肺炎克雷伯杆菌对氟喹诺酮类抗生素耐药机制的研究

The mechanism of resistance of Klebsiella pneumoniae to Fluoroquinolones

目的研究临床分离的耐氟喹诺酮类药物肺炎克雷伯杆菌的耐药机制。方法临床分离、鉴定的肺炎克雷伯杆菌采用琼脂二倍稀释法测定氟喹诺酮的MIC，从中选取10株耐氟喹诺酮的菌株。通过聚合酶链反应（PCR）扩增gyrA基因和parC基因，扩增产物片段长度分别为625、319bp，经纯化后测序。用琼脂二倍稀释的方法测定5种氟喹诺酮类单独使用及与泵抑制剂CCCP合用后的MIC。结果5株耐氟喹诺酮肺炎克雷伯杆菌的gyrA和parC基因经测序分析，显示gyrA的第83位（TCC→ATC/TTG）均出现了突变，引起了相应氨基酸的改变（Ser-83→Ile／Leu）。其中有一株同时也出现了第87位点（GAC→AAC）的改变，氨基酸也由Asp→Asn。parC有4株出现了第80位点突变（AGC→ATC），引起氨基酸由Ser→Ile的改变。MIC测定结果显示，有一株肺炎克雷伯杆菌在单用5种氟喹诺酮类药物及与CCCP合用后，MIC降低了8～32倍；两株肺炎克雷伯杆菌分别对环丙沙星及左氧氟沙星所测的MIC降低了32倍和4倍；还有一株对左氧氟沙星和司帕沙星在使用CCCP前后的MIC降低了4倍。结论gyrA和parC基因突变是肺炎克雷杆菌对氟喹诺酮类产生耐药机制的主要原因，主动外排机制也是肺炎克雷伯杆菌耐氟喹诺酮类抗生素的因素之一。

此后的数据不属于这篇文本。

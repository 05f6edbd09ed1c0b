//! Damage processor — validates, classifies, and sequences damage events
//! through shields, armor, hull, and subsystems.
//!
//! The processor exclusively owns its sub-components; there is no shared
//! state between ships. A single malformed event never halts a combat
//! tick: bad input degrades to a dropped event or a clamped value.

use broadside_core::config::ShipClassConfig;
use broadside_core::constants::*;
use broadside_core::enums::DamageSource;
use broadside_core::events::CombatEvent;
use broadside_core::types::{ClassifiedEvent, DamageEvent, DamageResult};
use tracing::{debug, warn};

use crate::armor::ArmorResistanceCalculator;
use crate::bus::CombatBus;
use crate::hull::HullDamageSystem;
use crate::shields::ShieldQuadrantManager;
use crate::subsystems::SubsystemDamageDistributor;

pub struct DamageProcessor {
    shields: ShieldQuadrantManager,
    armor: ArmorResistanceCalculator,
    hull: HullDamageSystem,
    subsystems: SubsystemDamageDistributor,
}

impl DamageProcessor {
    pub fn from_config(config: &ShipClassConfig) -> Self {
        Self {
            shields: ShieldQuadrantManager::new(config.shield_quadrant_strength),
            armor: ArmorResistanceCalculator::from_config(config),
            hull: HullDamageSystem::from_config(config),
            subsystems: SubsystemDamageDistributor::from_config(config),
        }
    }

    /// Validate an incoming event. Returns a sanitized copy, or None when
    /// the event is dropped (sub-threshold, malformed, or the target ship
    /// is already destroyed). Dropping is silent by design; only truncation
    /// of over-max damage is logged.
    pub fn validate(&self, event: &DamageEvent) -> Option<DamageEvent> {
        if self.hull.is_dead() || self.hull.destruction_in_progress() {
            return None;
        }
        if !event.amount.is_finite()
            || !event.impact_angle_deg.is_finite()
            || !event.impact_position.is_finite()
            || !event.impact_direction.is_finite()
        {
            debug!(source = ?event.source, "dropped malformed damage event");
            return None;
        }
        if event.amount < MIN_DAMAGE_THRESHOLD {
            return None;
        }

        let mut sanitized = event.clone();
        if sanitized.amount > MAX_DAMAGE_PER_EVENT {
            warn!(
                amount = sanitized.amount,
                cap = MAX_DAMAGE_PER_EVENT,
                "damage event truncated to cap"
            );
            sanitized.amount = MAX_DAMAGE_PER_EVENT;
        }
        sanitized.armor_piercing = sanitized.armor_piercing.clamp(0.0, 1.0);
        sanitized.shield_piercing = sanitized.shield_piercing.clamp(0.0, 1.0);
        Some(sanitized)
    }

    /// Augment a validated event with source-specific derived fields.
    /// Pure and side-effect-free.
    pub fn classify(&self, event: &DamageEvent) -> ClassifiedEvent {
        let mut effective_amount = event.amount;
        let mut falloff = 1.0;
        let mut bypass_armor = false;

        match event.source {
            // Kinetic energy of the impactor when parameters are known.
            // Collision reporters pre-compute the reduced mass of the pair
            // and supply it as mass_kg with the relative closing speed.
            DamageSource::Projectile | DamageSource::Collision | DamageSource::Ramming => {
                if let Some(weapon) = &event.weapon {
                    if weapon.mass_kg > 0.0 && weapon.speed_mps > 0.0 {
                        effective_amount =
                            0.5 * weapon.mass_kg * weapon.speed_mps * weapon.speed_mps;
                    }
                }
            }
            // Linear blast falloff from the detonation point.
            DamageSource::Explosion | DamageSource::Shockwave => {
                let radius = event.weapon.map_or(0.0, |w| w.blast_radius_m);
                if let (Some(distance), true) = (event.blast_distance, radius > 0.0) {
                    falloff = (1.0 - distance / radius).clamp(0.0, 1.0);
                    effective_amount = event.amount * falloff;
                }
            }
            DamageSource::SpecialWeapon => {
                bypass_armor = event.weapon.map_or(false, |w| w.bypass_armor);
            }
            DamageSource::Beam
            | DamageSource::Environmental
            | DamageSource::SubsystemOverload
            | DamageSource::Debug => {}
        }

        ClassifiedEvent {
            event: event.clone(),
            effective_amount: effective_amount.min(MAX_DAMAGE_PER_EVENT),
            falloff,
            bypass_armor,
        }
    }

    /// Run the full pipeline for one event:
    /// shields -> armor -> hull, with subsystems as a parallel channel.
    ///
    /// Subsystem damage draws from the same post-shield amount but is NOT
    /// subtracted from hull damage. This dual-channel model matches the
    /// source behavior and is a deliberate design choice, not a bug.
    pub fn process(&mut self, event: &DamageEvent, bus: &mut CombatBus) -> DamageResult {
        let Some(event) = self.validate(event) else {
            return DamageResult::default();
        };
        let classified = self.classify(&event);
        let amount = classified.effective_amount;
        if amount < MIN_DAMAGE_THRESHOLD {
            return DamageResult::default();
        }

        let absorption = self.shields.process(amount, &event);
        if absorption.absorbed > 0.0 {
            bus.emit(CombatEvent::ShieldAbsorbed {
                quadrant: absorption.quadrant,
                amount: absorption.absorbed,
                remaining_strength: self.shields.quadrant_strength(absorption.quadrant),
            });
        }
        let past_shields = amount - absorption.absorbed;

        let resolution = if classified.bypass_armor {
            broadside_core::types::ArmorResolution {
                final_damage: past_shields,
                ..Default::default()
            }
        } else {
            self.armor.resolve(past_shields, &event)
        };
        if resolution.damage_absorbed > 0.0 {
            bus.emit(CombatEvent::ArmorDeflected {
                absorbed: resolution.damage_absorbed,
                penetration: resolution.penetration_mode,
            });
        }

        let hull_report = self.hull.apply(resolution.final_damage, &event, bus);
        let subsystem_damage = self.subsystems.distribute(&event, past_shields, bus);

        DamageResult {
            total_damage_dealt: absorption.absorbed + hull_report.damage_applied,
            shield_damage: absorption.absorbed,
            hull_damage: hull_report.damage_applied,
            armor_absorbed: resolution.damage_absorbed,
            subsystem_damage,
            destruction_triggered: hull_report.destruction_triggered,
        }
    }

    pub fn shields(&self) -> &ShieldQuadrantManager {
        &self.shields
    }

    pub fn shields_mut(&mut self) -> &mut ShieldQuadrantManager {
        &mut self.shields
    }

    pub fn armor(&self) -> &ArmorResistanceCalculator {
        &self.armor
    }

    pub fn armor_mut(&mut self) -> &mut ArmorResistanceCalculator {
        &mut self.armor
    }

    pub fn hull(&self) -> &HullDamageSystem {
        &self.hull
    }

    pub fn hull_mut(&mut self) -> &mut HullDamageSystem {
        &mut self.hull
    }

    pub fn subsystems(&self) -> &SubsystemDamageDistributor {
        &self.subsystems
    }
}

OBJECTIVE To study the mechanism of resistance of Klebsiella pneumoniae to Fluoroquinolones. METHODS 10 fluoroquinolone- resistance clinical isolates were collected. Their region of gyrA and parC genes were amplified by polymerase chain reaction （PCR）, the PCR products（625 bp and 319 bp respectively） were purified and directly sequenced. Minimal inhibitory concentrations （MIC） of 5 FQNs with and without CCCP were determined by the agar dilution method. When the MICs of FQNs with CCCP decreased 4 times or less than the MICs of FQNs without CCCP, it indicated existence of efflux mechanism. RESULTS The results by DNA sequencing showed that the all strains had an TCC→ATC or TCC→TTG mutation in codon 83, leading to amino acid change： Ser→Leu or Ser→Ile. At the same. time , a GAC→AAC mutation was found in codon 87 which resulted in amino acid change：Asp→Asn. Furthermore, DNA sequencing analysis of pails also revealed point mutation （AGC→ATC） leading the substitution of a Ile for Set in 4 strains. As for the MICs, there was one strain that the MICs of the 5 Fluoroquinolones with CCCP decreased 8 to 32 times than the MICs without CCCP. The MICs of Ciprofloxacin and Levofloxacin with CCCP was 32 times and 4 times lower than the MICs without CCCP for the other two strains, respectively. MICs of another isolate to Levofloxacin and sparfloxacin with CCCP decreased 4 times than without CCCP. CONCLUSION The mutation of gyrA and parC gene are the primary mechanisms responsing for resistance of Klebsiela pneumoniae to FQNs, and efflux is also an important factor.